The President was elected by a first-past-the-post double simultaneous vote system, whereby each list nominated a presidential candidate and the presidential election itself was won by the candidate of the list having a plurality.

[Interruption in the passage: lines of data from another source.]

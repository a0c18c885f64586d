//! Repository for the `event_participants` table.

use fabula_core::types::DbId;
use sqlx::PgPool;

use crate::models::event_participant::EventParticipant;
use crate::ownership::{OwnedEntity, WorkScoped};

/// Column list shared across queries to avoid repetition.
const COLUMNS: &str = "t.id, t.event_id, t.character_in_work_id, t.work_id, t.created_at";

impl OwnedEntity for EventParticipant {
    const ENTITY: &'static str = "Participant";
    const TABLE: &'static str = "event_participants";
    const COLUMNS: &'static str = COLUMNS;
    const OWNER_JOIN: &'static str =
        "JOIN events e ON e.id = t.event_id JOIN works w ON w.id = e.work_id";
    const OWNER_COLUMN: &'static str = "w.owner_id";
}

impl WorkScoped for EventParticipant {}

/// Provides storage for event participation links.
pub struct EventParticipantRepo;

impl EventParticipantRepo {
    /// Add a cast entry to an event.
    ///
    /// `work_id` must be the work of both the event and the cast entry;
    /// the composite foreign keys reject anything else.
    pub async fn create(
        pool: &PgPool,
        event_id: DbId,
        work_id: DbId,
        character_in_work_id: DbId,
    ) -> Result<EventParticipant, sqlx::Error> {
        let query = format!(
            "INSERT INTO event_participants AS t (event_id, character_in_work_id, work_id)
             VALUES ($1, $2, $3)
             RETURNING {COLUMNS}"
        );
        sqlx::query_as::<_, EventParticipant>(&query)
            .bind(event_id)
            .bind(character_in_work_id)
            .bind(work_id)
            .fetch_one(pool)
            .await
    }

    /// List the participants of an event.
    pub async fn list_by_event(
        pool: &PgPool,
        event_id: DbId,
    ) -> Result<Vec<EventParticipant>, sqlx::Error> {
        let query = format!(
            "SELECT {COLUMNS} FROM event_participants t
             WHERE t.event_id = $1
             ORDER BY {order}",
            order = EventParticipant::ORDER_BY,
        );
        sqlx::query_as::<_, EventParticipant>(&query)
            .bind(event_id)
            .fetch_all(pool)
            .await
    }
}
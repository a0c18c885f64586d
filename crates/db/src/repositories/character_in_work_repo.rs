//! Repository for the `character_in_work` table (a work's cast).

use fabula_core::patch::split;
use fabula_core::types::DbId;
use sqlx::PgPool;

use crate::models::character_in_work::{
    CharacterInWork, CreateCharacterInWork, UpdateCharacterInWork,
};
use crate::ownership::{OwnedEntity, WorkScoped};

/// Column list shared across queries to avoid repetition.
const COLUMNS: &str = "t.id, t.character_id, t.work_id, t.image_url, t.attributes, \
                       t.created_at, t.updated_at";

impl OwnedEntity for CharacterInWork {
    const ENTITY: &'static str = "Cast entry";
    const TABLE: &'static str = "character_in_work";
    const COLUMNS: &'static str = COLUMNS;
    const OWNER_JOIN: &'static str = "JOIN works w ON w.id = t.work_id";
    const OWNER_COLUMN: &'static str = "w.owner_id";
}

impl WorkScoped for CharacterInWork {}

/// Provides CRUD operations for cast entries.
pub struct CharacterInWorkRepo;

impl CharacterInWorkRepo {
    /// Cast a character in a work, returning the created row.
    ///
    /// A second entry for the same pair fails on `uq_character_in_work_pair`.
    pub async fn create(
        pool: &PgPool,
        work_id: DbId,
        input: &CreateCharacterInWork,
    ) -> Result<CharacterInWork, sqlx::Error> {
        let query = format!(
            "INSERT INTO character_in_work AS t (character_id, work_id, image_url, attributes)
             VALUES ($1, $2, $3, COALESCE($4, '{{}}'::jsonb))
             RETURNING {COLUMNS}"
        );
        sqlx::query_as::<_, CharacterInWork>(&query)
            .bind(input.character_id)
            .bind(work_id)
            .bind(&input.image_url)
            .bind(&input.attributes)
            .fetch_one(pool)
            .await
    }

    /// List a work's cast in the order it was assembled.
    pub async fn list_by_work(
        pool: &PgPool,
        work_id: DbId,
    ) -> Result<Vec<CharacterInWork>, sqlx::Error> {
        let query = format!(
            "SELECT {COLUMNS} FROM character_in_work t
             WHERE t.work_id = $1
             ORDER BY {order}",
            order = CharacterInWork::ORDER_BY,
        );
        sqlx::query_as::<_, CharacterInWork>(&query)
            .bind(work_id)
            .fetch_all(pool)
            .await
    }

    /// List every work appearance of one character.
    pub async fn list_by_character(
        pool: &PgPool,
        character_id: DbId,
    ) -> Result<Vec<CharacterInWork>, sqlx::Error> {
        let query = format!(
            "SELECT {COLUMNS} FROM character_in_work t
             WHERE t.character_id = $1
             ORDER BY {order}",
            order = CharacterInWork::ORDER_BY,
        );
        sqlx::query_as::<_, CharacterInWork>(&query)
            .bind(character_id)
            .fetch_all(pool)
            .await
    }

    /// Update a cast entry's overrides.
    ///
    /// Returns `None` if no row with the given `id` exists.
    pub async fn update(
        pool: &PgPool,
        id: DbId,
        input: &UpdateCharacterInWork,
    ) -> Result<Option<CharacterInWork>, sqlx::Error> {
        let (image_url_set, image_url) = split(&input.image_url);
        let query = format!(
            "UPDATE character_in_work t SET
                attributes = COALESCE($2, t.attributes),
                image_url = CASE WHEN $3 THEN $4 ELSE t.image_url END
             WHERE t.id = $1
             RETURNING {COLUMNS}"
        );
        sqlx::query_as::<_, CharacterInWork>(&query)
            .bind(id)
            .bind(&input.attributes)
            .bind(image_url_set)
            .bind(image_url)
            .fetch_optional(pool)
            .await
    }
}
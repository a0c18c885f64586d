//! Route definitions for cast entries.

use axum::routing::get;
use axum::Router;

use crate::handlers::{cast, relationship};
use crate::state::AppState;

/// Routes mounted at `/cast`.
///
/// ```text
/// GET    /{id}                         -> cast::get_by_id
/// PATCH  /{id}                         -> cast::update
/// DELETE /{id}                         -> cast::delete
/// GET    /{id}/relationships           -> relationship::list_from
/// GET    /{id}/relationships/available -> relationship::list_available
/// ```
pub fn router() -> Router<AppState> {
    Router::new()
        .route(
            "/{id}",
            get(cast::get_by_id).patch(cast::update).delete(cast::delete),
        )
        .route("/{id}/relationships", get(relationship::list_from))
        .route(
            "/{id}/relationships/available",
            get(relationship::list_available),
        )
}
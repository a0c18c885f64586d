//! Handlers for relationships between cast entries of one work.

use axum::extract::State;
use axum::http::StatusCode;
use axum::Json;
use fabula_core::error::CoreError;
use fabula_core::linking::{ensure_distinct, ensure_same_work};
use fabula_core::types::DbId;
use fabula_db::availability::{self, RELATIONSHIPS};
use fabula_db::models::character_in_work::CharacterInWork;
use fabula_db::models::relationship::{CreateRelationship, Relationship, UpdateRelationship};
use fabula_db::models::work::Work;
use fabula_db::ownership::OwnedEntity;
use fabula_db::repositories::RelationshipRepo;

use crate::access::{delete_owned, require_owned};
use crate::error::AppResult;
use crate::extract::{ValidPath, ValidatedJson};
use crate::middleware::auth::AuthUser;
use crate::state::AppState;

/// GET /api/works/{id}/relationships
pub async fn list_by_work(
    State(state): State<AppState>,
    auth: AuthUser,
    ValidPath(work_id): ValidPath<DbId>,
) -> AppResult<Json<Vec<Relationship>>> {
    let work = require_owned::<Work>(&state, work_id, auth.user_id).await?;
    let relationships = RelationshipRepo::list_by_work(&state.pool, work.id).await?;
    Ok(Json(relationships))
}

/// POST /api/works/{id}/relationships
///
/// Both ends must be distinct cast entries of this work. A second edge
/// between the same ordered pair is a 409.
pub async fn create(
    State(state): State<AppState>,
    auth: AuthUser,
    ValidPath(work_id): ValidPath<DbId>,
    ValidatedJson(input): ValidatedJson<CreateRelationship>,
) -> AppResult<(StatusCode, Json<Relationship>)> {
    let work = require_owned::<Work>(&state, work_id, auth.user_id).await?;
    ensure_distinct("Relationship", input.from_id, input.to_id)?;

    let from = require_owned::<CharacterInWork>(&state, input.from_id, auth.user_id).await?;
    let to = require_owned::<CharacterInWork>(&state, input.to_id, auth.user_id).await?;
    ensure_same_work("Source cast entry", work.id, from.work_id)?;
    ensure_same_work("Target cast entry", work.id, to.work_id)?;

    let relationship = RelationshipRepo::create(&state.pool, work.id, &input).await?;
    Ok((StatusCode::CREATED, Json(relationship)))
}

/// GET /api/cast/{id}/relationships
///
/// Outgoing edges of one cast entry.
pub async fn list_from(
    State(state): State<AppState>,
    auth: AuthUser,
    ValidPath(cast_id): ValidPath<DbId>,
) -> AppResult<Json<Vec<Relationship>>> {
    let entry = require_owned::<CharacterInWork>(&state, cast_id, auth.user_id).await?;
    let relationships = RelationshipRepo::list_from(&state.pool, entry.id).await?;
    Ok(Json(relationships))
}

/// GET /api/cast/{id}/relationships/available
///
/// Cast entries of the same work that entry `id` has no edge to yet,
/// excluding itself.
pub async fn list_available(
    State(state): State<AppState>,
    auth: AuthUser,
    ValidPath(cast_id): ValidPath<DbId>,
) -> AppResult<Json<Vec<CharacterInWork>>> {
    let entry = require_owned::<CharacterInWork>(&state, cast_id, auth.user_id).await?;
    let entries = availability::list_available_in_work::<CharacterInWork>(
        &state.pool,
        &RELATIONSHIPS,
        auth.user_id,
        entry.id,
        entry.work_id,
    )
    .await?;
    Ok(Json(entries))
}

/// GET /api/relationships/{id}
pub async fn get_by_id(
    State(state): State<AppState>,
    auth: AuthUser,
    ValidPath(id): ValidPath<DbId>,
) -> AppResult<Json<Relationship>> {
    let relationship = require_owned::<Relationship>(&state, id, auth.user_id).await?;
    Ok(Json(relationship))
}

/// PATCH /api/relationships/{id}
pub async fn update(
    State(state): State<AppState>,
    auth: AuthUser,
    ValidPath(id): ValidPath<DbId>,
    ValidatedJson(input): ValidatedJson<UpdateRelationship>,
) -> AppResult<Json<Relationship>> {
    require_owned::<Relationship>(&state, id, auth.user_id).await?;
    let relationship = RelationshipRepo::update(&state.pool, id, &input)
        .await?
        .ok_or_else(|| CoreError::forbidden(Relationship::ENTITY))?;
    Ok(Json(relationship))
}

/// DELETE /api/relationships/{id}
pub async fn delete(
    State(state): State<AppState>,
    auth: AuthUser,
    ValidPath(id): ValidPath<DbId>,
) -> AppResult<StatusCode> {
    delete_owned::<Relationship>(&state, id, auth.user_id).await?;
    Ok(StatusCode::NO_CONTENT)
}
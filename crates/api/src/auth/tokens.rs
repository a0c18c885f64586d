//! Issuing, checking and consuming stored, scoped tokens.
//!
//! A token is honoured only when all of these hold: the signature verifies
//! and has not expired, its scope is the one the endpoint requires, and its
//! hash is still present in the `tokens` table. Every failure produces the
//! same [`AppError::unauthorized`]; the specific reason goes to the log.

use fabula_core::scopes::TokenScope;
use fabula_core::types::{DbId, Timestamp};
use fabula_db::models::token::{CreateToken, Token};
use fabula_db::repositories::TokenRepo;
use sqlx::{PgExecutor, PgPool};

use crate::auth::jwt::{generate_token, hash_token, validate_token, Claims, JwtConfig};
use crate::error::{AppError, AppResult};

/// A freshly issued token. `token` is shown to its owner exactly once.
#[derive(Debug)]
pub struct IssuedToken {
    pub id: DbId,
    pub token: String,
    pub expires_at: Timestamp,
}

/// Sign a token for `owner_id` and store its hash.
pub async fn issue<'e, E>(
    executor: E,
    config: &JwtConfig,
    owner_id: DbId,
    scope: TokenScope,
) -> AppResult<IssuedToken>
where
    E: PgExecutor<'e>,
{
    let (token, expires_at) = generate_token(owner_id, scope, config)
        .map_err(|e| AppError::InternalError(format!("Token generation error: {e}")))?;

    let input = CreateToken {
        owner_id,
        token_hash: hash_token(&token),
        scope,
        expires_at,
    };
    let row = TokenRepo::create(executor, &input).await?;

    Ok(IssuedToken {
        id: row.id,
        token,
        expires_at: row.expires_at,
    })
}

/// Verify signature, expiry and scope without touching the store.
fn checked_claims(token: &str, scope: TokenScope, config: &JwtConfig) -> AppResult<Claims> {
    let claims = validate_token(token, config).map_err(|e| {
        tracing::debug!(error = %e, "Rejected token: bad signature or expired");
        AppError::unauthorized()
    })?;
    if claims.scope != scope {
        tracing::warn!(
            user_id = %claims.sub,
            presented = %claims.scope,
            required = %scope,
            "Rejected token: wrong scope"
        );
        return Err(AppError::unauthorized());
    }
    Ok(claims)
}

/// Resolve a session (`*`) token to its stored row.
pub async fn authenticate(pool: &PgPool, config: &JwtConfig, token: &str) -> AppResult<Token> {
    let claims = checked_claims(token, TokenScope::Session, config)?;
    let row = TokenRepo::find_active(pool, &hash_token(token), TokenScope::Session)
        .await?
        .filter(|row| row.owner_id == claims.sub)
        .ok_or_else(|| {
            tracing::debug!(user_id = %claims.sub, "Rejected token: revoked or unknown");
            AppError::unauthorized()
        })?;
    Ok(row)
}

/// Delete a one-shot token and return its row.
///
/// Run this on the transaction that applies the token's effect, so the
/// token survives if the effect fails and cannot be used twice if it succeeds.
pub async fn consume<'e, E>(
    executor: E,
    config: &JwtConfig,
    token: &str,
    scope: TokenScope,
) -> AppResult<Token>
where
    E: PgExecutor<'e>,
{
    let claims = checked_claims(token, scope, config)?;
    let row = TokenRepo::take(executor, &hash_token(token), scope)
        .await?
        .filter(|row| row.owner_id == claims.sub)
        .ok_or_else(|| {
            tracing::debug!(user_id = %claims.sub, %scope, "Rejected token: already used or revoked");
            AppError::unauthorized()
        })?;
    Ok(row)
}
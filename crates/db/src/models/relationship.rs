//! Relationship (directed cast entry -> cast entry edge) model and DTOs.

use fabula_core::types::{DbId, Timestamp};
use fabula_core::validation::validate_not_blank;
use serde::{Deserialize, Serialize};
use sqlx::FromRow;
use validator::Validate;

/// A row from the `relationships` table.
#[derive(Debug, Clone, FromRow, Serialize)]
pub struct Relationship {
    pub id: DbId,
    pub work_id: DbId,
    pub from_id: DbId,
    pub to_id: DbId,
    /// Free-form label such as "sibling" or "rival".
    #[serde(rename = "type")]
    pub kind: String,
    pub notes: Option<String>,
    pub created_at: Timestamp,
    pub updated_at: Timestamp,
}

/// DTO for creating a relationship between two cast entries of one work.
#[derive(Debug, Clone, Deserialize, Validate)]
pub struct CreateRelationship {
    pub from_id: DbId,
    pub to_id: DbId,
    #[serde(rename = "type")]
    #[validate(length(min = 1, max = 100), custom(function = "validate_not_blank"))]
    pub kind: String,
    #[validate(length(max = 20000))]
    pub notes: Option<String>,
}

/// DTO for updating a relationship's label or notes.
#[derive(Debug, Clone, Default, Deserialize, Validate)]
pub struct UpdateRelationship {
    #[serde(rename = "type")]
    #[validate(length(min = 1, max = 100), custom(function = "validate_not_blank"))]
    pub kind: Option<String>,
    #[validate(length(max = 20000))]
    #[serde(default, deserialize_with = "fabula_core::patch::nullable")]
    pub notes: Option<Option<String>>,
}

==Presidential candidates==
The ruling People's Progressive Party/Civic nominated Donald Ramotar, the party's general secretary and advisor to outgoing President Bharrat Jagdeo. A Partnership for National Unity (an alliance of the People's National Congress Reform, the Guyana Action Party and the Working People's Alliance) nominated David A. Granger, a former commander of the Guyana Defence Force. The Alliance for Change did not join the APNU, and opted to run alone, fielding party leader Khemraj Ramjattan as its presidential candidate. The United Force nominated Peter Persaud as its presidential candidates following a leadership dispute.

==Police protection==
Election day was declared a national holiday and troops patrolled the streets in order to prevent violence as had happened in previous elections.

==Results==

| Party |  | Presidential candidate | Votes | % | Seats |  |  |  |  |
| Constituency | Top-up | Total | +/– |
|  | People's Progressive Party/Civic | Donald Ramotar | 166,340 | 48.60 | 13 | 19 | 32 | –4 |
|  | A Partnership for National Unity | David Granger | 139,678 | 40.81 | 10 | 16 | 26 | +3 |
|  | Alliance for Change | Khemraj Ramjattan | 35,333 | 10.32 | 2 | 5 | 7 | +2 |
|  | The United Force | Peter Persaud | 885 | 0.26 | 0 | 0 | 0 | –1 |
| Total |  |  | 342,236 | 100.00 | 25 | 40 | 65 | 0 |
| Valid votes |  |  | 342,236 | 98.71 |  |  |  |  |
| Invalid/blank votes |  |  | 4,481 | 1.29 |  |  |  |  |
| Total votes |  |  | 346,717 | 100.00 |  |  |  |  |
| Registered voters/turnout |  |  | 475,496 | 72.92 |  |  |  |  |
Source: GECOM, Commonwealth Observer Group

===By region===

| Region | APNU |  |  | PPP/C |  |  | AFC |  |  | TUF |  | Hare quota | Total votes | Total seats |
| Votes | % | Seats | Votes | % | Seats | Votes | % | Seats | Votes | % |
| Barima-Waini | 887 | 17.06 | 1 | 3,472 | 66.77 | 1 | 786 | 15.12 | 0 | 55 | 1.06 | 2,600 | 5,200 | 2 |
| Pomeroon-Supenaam | 3,287 | 18.28 | 0 | 12,555 | 69.83 | 2 | 2,086 | 11.60 | 0 | 51 | 0.28 | 8,990 | 17,979 | 2 |
| Essequibo Islands-West Demerara | 14,028 | 27.58 | 1 | 33,424 | 65.71 | 2 | 3,343 | 6.57 | 0 | 70 | 0.14 | 16,955 | 50,865 | 3 |
| Demerara-Mahaica | 84,828 | 54.20 | 4 | 60,851 | 38.88 | 3 | 10,635 | 6.79 | 0 | 201 | 0.13 | 22,359 | 156,515 | 7 |
| Mahaica-Berbice | 8,906 | 34.83 | 1 | 13,558 | 53.02 | 1 | 3,079 | 12.04 | 0 | 29 | 0.11 | 12,786 | 25,572 | 2 |
| East Berbice-Corentyne | 10,798 | 19.68 | 0 | 32,360 | 58.97 | 2 | 11,634 | 21.20 | 1 | 83 | 0.15 | 18,292 | 54,875 | 3 |
| Cuyuni-Mazaruni | 2,843 | 48.95 | 1 | 2,376 | 40.91 | 1 | 505 | 8.69 | 0 | 84 | 1.45 | 2,904 | 5,808 | 2 |
| Potaro-Siparuni | 739 | 28.75 | 0 | 741 | 28.83 | 0 | 995 | 38.72 | 1 | 95 | 3.70 | 2,570 | 2,570 | 1 |
| Upper Takutu-Upper Essequibo | 2,004 | 27.57 | 0 | 4,135 | 56.89 | 1 | 946 | 13.02 | 0 | 183 | 2.52 | 7,268 | 7,268 | 1 |
| Upper Demerara-Berbice | 11,358 | 72.88 | 2 | 2,868 | 18.40 | 0 | 1,324 | 8.50 | 0 | 34 | 0.22 | 7,792 | 15,584 | 2 |
| National Assembly top up | 139,678 | 40.81 | 16 | 166,340 | 48.60 | 19 | 35,333 | 10.32 | 5 | 885 | 0.26 | 5,265 | 342,236 | 65 |
Source: GECOM Guyana Election Law

==Aftermath==
The PPP/C won for the fifth straight time, but with a minority government. PPP/C candidate Donald Ramotar was elected President, but the opposition parties won a majority in the National Assembly.